Se hace raro pasar, de un día para otro, en un abrir y cerrar de ojos, de patearse las calles a ritmo de saludo a los conocidos, familiares y amigos, a transitar por aceras sucias en las que uno sólo ve podredumbre, marginación y delitos a mansalva. El cambio es brutal, y eso lo saben los demás habitantes de mi tierra, cuando terminan sus vacaciones y regresan a la capital.
Al pasar junto a un par de jóvenes moros que se cobijan bajo las sombras de un andamio, en una calle poco iluminada, uno de ellos, el grueso de talle, ancho de cogote y simiesco de rostro, nos hace tres preguntas. La primera de ellas, cuando distamos un metro de él; la segunda, justo al pasar a su lado; la tercera, finalmente, cuando nos hemos alejado un metro o quizá menos. Las tres preguntas son: “¿Costo? ¿Coca? ¿Pistola?” Quien conmigo va se pregunta si el fulano en cuestión estará bromeando acerca del revólver.
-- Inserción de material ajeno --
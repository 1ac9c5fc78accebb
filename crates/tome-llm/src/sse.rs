use std::collections::VecDeque;
use std::future::Future;
use std::pin::Pin;
use std::task::{Context, Poll};
use std::time::Duration;

use bytes::{Bytes, BytesMut};
use futures::Stream;

use tome_core::errors::ProviderError;
use tome_core::stream::StreamEvent;

pub const SSE_IDLE_TIMEOUT: Duration = Duration::from_secs(90);

/// Turns SSE `data:` payloads into stream events.
pub trait ChunkParser: Send + Unpin + 'static {
    fn parse_data(&mut self, data: &str) -> Vec<StreamEvent>;

    /// Called once when the byte stream ends.
    fn finish(&mut self) -> Vec<StreamEvent>;
}

/// Extract the `data:` payloads from a block of SSE lines. Consecutive data
/// lines within one event are joined with a newline; `[DONE]` markers and
/// comments are dropped.
pub fn parse_sse_lines(chunk: &str) -> Vec<String> {
    let mut out = Vec::new();
    let mut current: Option<String> = None;

    for line in chunk.lines() {
        let line = line.trim_end_matches('\r');
        if line.is_empty() {
            if let Some(data) = current.take() {
                out.push(data);
            }
            continue;
        }
        if line.starts_with(':') {
            continue;
        }
        if let Some(rest) = line.strip_prefix("data:") {
            let rest = rest.strip_prefix(' ').unwrap_or(rest);
            if rest == "[DONE]" {
                continue;
            }
            match current.as_mut() {
                Some(data) => {
                    data.push('\n');
                    data.push_str(rest);
                }
                None => current = Some(rest.to_string()),
            }
        }
    }
    if let Some(data) = current {
        out.push(data);
    }
    out
}

/// Wraps a byte stream from reqwest and yields StreamEvents.
/// Includes an idle timeout: if no data arrives within `idle_duration`, emits
/// a retryable error and ends.
pub struct SseStream<P: ChunkParser> {
    inner: Pin<Box<dyn Stream<Item = Result<bytes::Bytes, reqwest::Error>> + Send>>,
    parser: P,
    buffer: BytesMut,
    pending: VecDeque<StreamEvent>,
    idle_deadline: Pin<Box<tokio::time::Sleep>>,
    idle_duration: Duration,
    finished: bool,
}

impl<P: ChunkParser> SseStream<P> {
    pub fn new(
        byte_stream: impl Stream<Item = Result<bytes::Bytes, reqwest::Error>> + Send + 'static,
        parser: P,
    ) -> Self {
        Self::with_idle_timeout(byte_stream, parser, SSE_IDLE_TIMEOUT)
    }

    pub fn with_idle_timeout(
        byte_stream: impl Stream<Item = Result<bytes::Bytes, reqwest::Error>> + Send + 'static,
        parser: P,
        idle_timeout: Duration,
    ) -> Self {
        Self {
            inner: Box::pin(byte_stream),
            parser,
            buffer: BytesMut::with_capacity(8192),
            pending: VecDeque::new(),
            idle_deadline: Box::pin(tokio::time::sleep(idle_timeout)),
            idle_duration: idle_timeout,
            finished: false,
        }
    }

    /// Append raw bytes, dropping carriage returns so `\r\n` framing
    /// splits the same way as `\n`. Multi-byte characters may straddle
    /// chunks; nothing is decoded until its event is complete.
    fn push_bytes(&mut self, bytes: Bytes) {
        self.buffer.reserve(bytes.len());
        self.buffer.extend(bytes.iter().copied().filter(|&b| b != b'\r'));
    }

    fn drain_complete_events(&mut self) {
        while let Some(pos) = self.buffer.windows(2).position(|w| w == b"\n\n") {
            let chunk = self.buffer.split_to(pos + 2);
            self.parse_block(&chunk);
        }
    }

    fn parse_block(&mut self, block: &[u8]) {
        let text = match std::str::from_utf8(block) {
            Ok(text) => std::borrow::Cow::Borrowed(text),
            Err(e) => {
                tracing::warn!(error = %e, "invalid UTF-8 in SSE event");
                String::from_utf8_lossy(block)
            }
        };
        for data in parse_sse_lines(&text) {
            let events = self.parser.parse_data(&data);
            self.pending.extend(events);
        }
    }

    fn fail(&mut self, error: ProviderError) -> Poll<Option<StreamEvent>> {
        self.finished = true;
        self.pending.clear();
        Poll::Ready(Some(StreamEvent::Error { error }))
    }
}

impl<P: ChunkParser> Stream for SseStream<P> {
    type Item = StreamEvent;

    fn poll_next(mut self: Pin<&mut Self>, cx: &mut Context<'_>) -> Poll<Option<Self::Item>> {
        let this = &mut *self;

        if let Some(event) = this.pending.pop_front() {
            if event.is_terminal() {
                this.finished = true;
                this.pending.clear();
            }
            return Poll::Ready(Some(event));
        }
        if this.finished {
            return Poll::Ready(None);
        }

        loop {
            match this.inner.as_mut().poll_next(cx) {
                Poll::Ready(Some(Ok(bytes))) => {
                    let deadline = tokio::time::Instant::now() + this.idle_duration;
                    this.idle_deadline.as_mut().reset(deadline);

                    this.push_bytes(bytes);
                    this.drain_complete_events();

                    if let Some(event) = this.pending.pop_front() {
                        if event.is_terminal() {
                            this.finished = true;
                            this.pending.clear();
                        }
                        return Poll::Ready(Some(event));
                    }
                }
                Poll::Ready(Some(Err(e))) => {
                    return this.fail(ProviderError::StreamInterrupted(e.to_string()));
                }
                Poll::Ready(None) => {
                    let remaining = this.buffer.split();
                    this.parse_block(&remaining);
                    let tail = this.parser.finish();
                    this.pending.extend(tail);
                    match this.pending.pop_front() {
                        Some(event) => {
                            if event.is_terminal() {
                                this.finished = true;
                                this.pending.clear();
                            }
                            return Poll::Ready(Some(event));
                        }
                        None => {
                            this.finished = true;
                            return Poll::Ready(None);
                        }
                    }
                }
                Poll::Pending => {
                    if this.idle_deadline.as_mut().poll(cx).is_ready() {
                        let secs = this.idle_duration.as_secs();
                        return this.fail(ProviderError::StreamInterrupted(format!(
                            "idle timeout after {secs}s"
                        )));
                    }
                    return Poll::Pending;
                }
            }
        }
    }
}

#[cfg(test)]
mod tests {
    use super::*;
    use futures::StreamExt;

    /// Echo parser: every payload becomes a delta, `end` becomes Done.
    struct Echo {
        finished: bool,
    }

    impl ChunkParser for Echo {
        fn parse_data(&mut self, data: &str) -> Vec<StreamEvent> {
            if data == "end" {
                self.finished = true;
                return vec![StreamEvent::Done { finish_reason: Some("STOP".into()) }];
            }
            vec![StreamEvent::TextDelta { delta: data.to_string() }]
        }

        fn finish(&mut self) -> Vec<StreamEvent> {
            if self.finished {
                Vec::new()
            } else {
                vec![StreamEvent::Done { finish_reason: None }]
            }
        }
    }

    fn bytes_stream(
        chunks: Vec<&'static str>,
    ) -> impl Stream<Item = Result<bytes::Bytes, reqwest::Error>> + Send + 'static {
        futures::stream::iter(chunks.into_iter().map(|c| Ok(bytes::Bytes::from(c))))
    }

    #[test]
    fn parse_lines_extracts_data() {
        let chunk = "data: {\"a\":1}\n\n: keepalive\n\ndata: two\ndata: lines\n\ndata: [DONE]\n\n";
        assert_eq!(
            parse_sse_lines(chunk),
            vec!["{\"a\":1}".to_string(), "two\nlines".to_string()]
        );
    }

    #[test]
    fn parse_lines_handles_missing_trailing_blank() {
        assert_eq!(parse_sse_lines("data: tail"), vec!["tail".to_string()]);
    }

    #[tokio::test]
    async fn events_split_across_chunks() {
        let stream = SseStream::new(
            bytes_stream(vec!["data: Hel", "\n\ndata: lo\n", "\ndata: end\n\n"]),
            Echo { finished: false },
        );
        let events: Vec<_> = stream.collect().await;
        assert_eq!(events.len(), 3);
        assert!(matches!(&events[0], StreamEvent::TextDelta { delta } if delta == "Hel"));
        assert!(matches!(&events[1], StreamEvent::TextDelta { delta } if delta == "lo"));
        assert!(matches!(events[2], StreamEvent::Done { .. }));
    }

    #[tokio::test]
    async fn finish_called_at_end_of_stream() {
        let stream = SseStream::new(bytes_stream(vec!["data: only\r\n\r\n"]), Echo { finished: false });
        let events: Vec<_> = stream.collect().await;
        assert_eq!(events.len(), 2);
        assert!(matches!(&events[0], StreamEvent::TextDelta { delta } if delta == "only"));
        assert!(matches!(events[1], StreamEvent::Done { finish_reason: None }));
    }

    #[tokio::test]
    async fn multibyte_text_split_across_chunks() {
        let payload = "data: 第一章\n\ndata: end\n\n".as_bytes();
        // Byte 7 falls inside the three-byte encoding of 第.
        let (head, tail) = payload.split_at(7);
        let chunks: Vec<Result<Bytes, reqwest::Error>> = vec![
            Ok(Bytes::copy_from_slice(head)),
            Ok(Bytes::copy_from_slice(tail)),
        ];
        let stream = SseStream::new(futures::stream::iter(chunks), Echo { finished: false });
        let events: Vec<_> = stream.collect().await;
        assert_eq!(events.len(), 2);
        assert!(matches!(&events[0], StreamEvent::TextDelta { delta } if delta == "第一章"));
    }

    #[tokio::test]
    async fn idle_timeout_fires_when_no_data() {
        tokio::time::pause();
        let byte_stream = futures::stream::pending::<Result<bytes::Bytes, reqwest::Error>>();
        let mut stream = Box::pin(SseStream::with_idle_timeout(
            byte_stream,
            Echo { finished: false },
            Duration::from_secs(5),
        ));

        let event = stream.next().await.unwrap();
        match event {
            StreamEvent::Error { error } => {
                assert!(error.is_retryable());
                assert!(error.to_string().contains("idle timeout"));
            }
            other => panic!("expected idle timeout error, got {other:?}"),
        }
        assert!(stream.next().await.is_none());
    }
}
Lo dudo, digo. Lo descarto por completo. Estos muchachos no suelen aprender palabras para bromear, estos camellos de baja estofa asimilan sólo las palabras españolas necesarias para la supervivencia, el pillaje y la venta de sus productos. La situación cambia, así, de un día para otro: de estar saludando en cada esquina a los amigos y conocidos, en mi ciudad, paso a que en otra ciudad sólo me ofrezcan folletos publicitarios, periódicos baratos y mal cosidos y peor diseñados, hachís, cocaína y pistolas. A plena luz del día veo, en otras calles angostas, a hombres solitarios caídos en el suelo y en desgracia. Uno aquí, otro allá, etcétera. Uno sostiene una lata de cerveza, está sentado en el suelo y parece sumido mental y físicamente en el peor de los infiernos en la tierra. Otro sostiene una botella, camina a trompicones, hace eses, se golpea contra las esquinas de los coches aparcados, grita que lleva cuatro días sin dormir. Probablemente, a ese ritmo, con tanto sueño y tanto alcohol, morirá pronto. En el mismo día puedes asomarte por la ventana y ver: a una pareja que se está metiendo rayas en el escalón exterior de tu portal, con un cochecito de niño al lado (no veo al bebé, pero lo presiento); a un negro al que sorprendes meando el lateral de un coche, no la rueda, como acostumbran a hacer los perros, sino una de las puertas; a alguien que yace en plena acera, inmóvil, inconsciente, colocado, borracho o muerto de cansancio; a otro que arrastra un colchón viejo hasta la plaza y se tumba en él. Todas estas historias, leídas en los cuentos sobre perdedores, vistas en las películas de pandillas, olfateadas en los periódicos, se hacen realidad en la capital del reino, a diario, sin tregua, dejándole a uno asqueado para las próximas horas.
En mi ciudad me hacen otra clase de preguntas cuando camino por la calle: “¿Qué tal en Madrid? ¿Cómo te va todo? ¿Cuánto tiempo estarás por aquí?” Las hacen los conocidos, sí, pero los desconocidos me sueltan otras muy diferentes a las de los moros que me ofrecen cocaína y chocolate: “¿Tienes hora? ¿Sabe cómo puedo llegar al Parador? ¿No tendrás fuego?” Cuesta, de manera radical, pasar de unas preguntas a otras. Y más si uno viene de provincias, donde se escuchan a todas horas los saludos entre sus habitantes. Lo anterior es sólo una manera de mostrarles el cambio. Porque demasiados paisanos míos viven en otras ciudades que no son las suyas. En busca de trabajo, de otros aires, de lo que sea. Este verano me pidió uno de mis lectores que no escribiera tanto sobre Madrid. ¿Por qué no?, pensé. Si ya hay más zamoranos fuera que dentro. Si la mayoría está en Madrid, y sabe de sobra de lo que hablo. Mis penas y mis alivios son, probablemente, similares a los suyos.